English actress and singer (1939–2022)

Lilian Ridgway (24 March 1939 – 5 March 2022), known professionally as Lynda Baron, was an English actress and singer. She is known for having played Nurse Gladys Emmanuel in the BBC sitcom Open All Hours (1976–1985) and its sequel, Still Open All Hours (2013–2016), Auntie Mabel in the award-winning children's series Come Outside (1993–1997), and the part of Linda Clarke in EastEnders in 2006 and from 2008 to 2009, with a brief return in 2016.

==Early life==
Lilian Ridgway was born on 24 March 1939 in Urmston, Lancashire. Her father, Cyril, was a painter and decorator. By the age of five she was attending local ballet classes, and soon began appearing on stage. She attended Flixton Girls School in Urmston and then trained as a dancer at the Royal Academy of Dance. Early in her career, she appeared in repertory theatre and several West End venues.

==Career==

===Television===
Baron's early television roles included small parts in Up Pompeii! (1970), Z-Cars (1971) and Crossroads (1978). Baron appeared on television in BBC-3 (1965), a series in the vein of That Was the Week That Was, involving some of the same performers. She also alternated with Annie Ross as the resident singer on Not So Much a Programme, More a Way of Life (1965). Baron was cast in the BBC science fiction series Doctor Who three times. She was heard as a singer in the 1966 serial The Gunfighters. She appeared in front of the cameras as Captain Wrack in the 1983 serial Enlightenment, and again in 2011 in "Closing Time" as Val.

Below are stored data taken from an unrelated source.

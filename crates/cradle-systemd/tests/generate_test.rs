//! Integration tests exercising the public unit-generation API end to end:
//! metadata in, `(service name, unit text)` out.

#![allow(clippy::expect_used, clippy::unwrap_used)]

use cradle_common::types::{ContainerId, ContainerMetadata, PodInfo};
use cradle_systemd::error::GenerateError;
use cradle_systemd::options::{RestartPolicy, UnitOptions};
use cradle_systemd::unit::container_unit;

fn metadata() -> ContainerMetadata {
    ContainerMetadata {
        id: ContainerId::new("3f4a"),
        name: "web".to_owned(),
        stop_timeout: 7,
        conmon_pid_file: "/run/conmon/3f4a.pid".to_owned(),
        run_root: "/run/containers/storage".to_owned(),
        create_command: Some(
            ["/usr/local/bin/cradle", "run", "--name", "web", "nginx:alpine"]
                .map(str::to_owned)
                .to_vec(),
        ),
        env: Vec::new(),
        pod: None,
    }
}

fn options() -> UnitOptions {
    UnitOptions {
        executable: Some("/usr/bin/cradle".to_owned()),
        no_header: true,
        ..UnitOptions::default()
    }
}

#[test]
fn service_name_is_prefix_separator_ref_for_every_selection() {
    let meta = metadata();

    let (service, _) = container_unit(&meta, &options()).expect("generation should succeed");
    assert_eq!(service, "container-3f4a");

    let with_name = UnitOptions {
        use_name: true,
        ..options()
    };
    let (service, _) = container_unit(&meta, &with_name).expect("generation should succeed");
    assert_eq!(service, "container-web");

    let custom = UnitOptions {
        use_name: true,
        container_prefix: "svc".to_owned(),
        separator: "_".to_owned(),
        ..options()
    };
    let (service, _) = container_unit(&meta, &custom).expect("generation should succeed");
    assert_eq!(service, "svc_web");
}

#[test]
fn repeated_generation_is_byte_identical() {
    let meta = metadata();
    let first = container_unit(&meta, &options()).expect("generation should succeed");
    let second = container_unit(&meta, &options()).expect("generation should succeed");
    assert_eq!(first, second);
}

#[test]
fn restart_policy_flows_into_the_unit() {
    let meta = metadata();
    let opts = UnitOptions {
        restart_policy: RestartPolicy::Always,
        ..options()
    };
    let (_, text) = container_unit(&meta, &opts).expect("generation should succeed");
    assert!(text.contains("Restart=always\n"));
}

#[test]
fn missing_pid_file_fails_generation() {
    let mut meta = metadata();
    meta.conmon_pid_file = String::new();
    let err = container_unit(&meta, &options()).expect_err("generation should fail");
    assert!(matches!(err, GenerateError::MissingPidFile { .. }));
}

#[test]
fn command_without_run_token_fails_in_new_mode() {
    let mut meta = metadata();
    meta.create_command = Some(["/usr/local/bin/cradle", "rim"].map(str::to_owned).to_vec());
    let opts = UnitOptions {
        new: true,
        ..options()
    };
    let err = container_unit(&meta, &opts).expect_err("generation should fail");
    assert!(matches!(err, GenerateError::InvalidCreateCommand { .. }));
}

#[test]
fn new_mode_enforces_detach_and_replace_exactly_once() {
    let meta = metadata();
    let opts = UnitOptions {
        new: true,
        ..options()
    };
    let (_, text) = container_unit(&meta, &opts).expect("generation should succeed");
    let exec_start = text
        .lines()
        .find_map(|line| line.strip_prefix("ExecStart="))
        .expect("unit should have an ExecStart line");
    let tokens: Vec<&str> = exec_start.split(' ').collect();
    assert_eq!(tokens.iter().filter(|&&t| t == "-d").count(), 1);
    assert_eq!(tokens.iter().filter(|&&t| t == "--replace").count(), 1);
    assert_eq!(tokens.iter().filter(|&&t| t == "--rm").count(), 1);
    assert!(tokens.contains(&"--cgroups=no-conmon"));
    assert!(tokens.contains(&"--sdnotify=conmon"));
    assert!(tokens.contains(&"--cidfile=%t/%n.ctr-id"));
}

#[test]
fn pod_members_bind_to_their_pod_unit() {
    let mut meta = metadata();
    meta.pod = Some(PodInfo {
        service_name: "pod-stack".to_owned(),
        pod_id_file: "%t/pod-stack.pod-id".to_owned(),
    });
    let opts = UnitOptions {
        new: true,
        ..options()
    };
    let (_, text) = container_unit(&meta, &opts).expect("generation should succeed");
    assert!(text.contains("BindsTo=pod-stack.service\n"));
    assert!(text.contains("After=pod-stack.service\n"));
    assert!(text.contains("--pod-id-file %t/pod-stack.pod-id"));
}

#[test]
fn timeout_stop_sec_is_base_plus_stop_timeout() {
    let meta = metadata();
    let (_, text) = container_unit(&meta, &options()).expect("generation should succeed");
    assert!(text.contains("TimeoutStopSec=67\n"));
}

Baron is best known for playing Nurse Gladys Emmanuel in the BBC sitcom Open All Hours with Ronnie Barker and David Jason which ran for four series in 1976, 1981 to 1982 and in 1985, and was subsequently voted eighth in Britain's Best Sitcom in 2004. The script asked for a character "of ample proportions", although she was in fact of a slim build at the time. They overcame this by padding her clothes.

In the 1970s and 1980s, Baron co-starred in the ITV sitcom Oh No It's Selwyn Froggitt and the BBC sitcom A Roof Over My Head with Brian Rix. She had a small part in Minder, and played the middle-aged temptress Lily Bless'er in the Last of the Summer Wine episode "Getting Sam Home". In 1986, she acted in a party political broadcast for the SDP–Liberal Alliance. Baron also appeared in the 1987 Christmas special of The Two Ronnies and appeared in the BBC Two comedy series KYTV.

In the 1990s, Baron played Auntie Pat in five episodes of the ITV sitcom The Upper Hand (1992–1993). Baron then went on to star in the children's television series Come Outside (1993–1997) playing Auntie Mabel, an everyday woman living in a bungalow in Denham, who flew around on various adventures in her spotted aeroplane with her dog Pippin, educating children on how things are created and where they come from by visiting various factories or farms and even looking at wildlife in zoos.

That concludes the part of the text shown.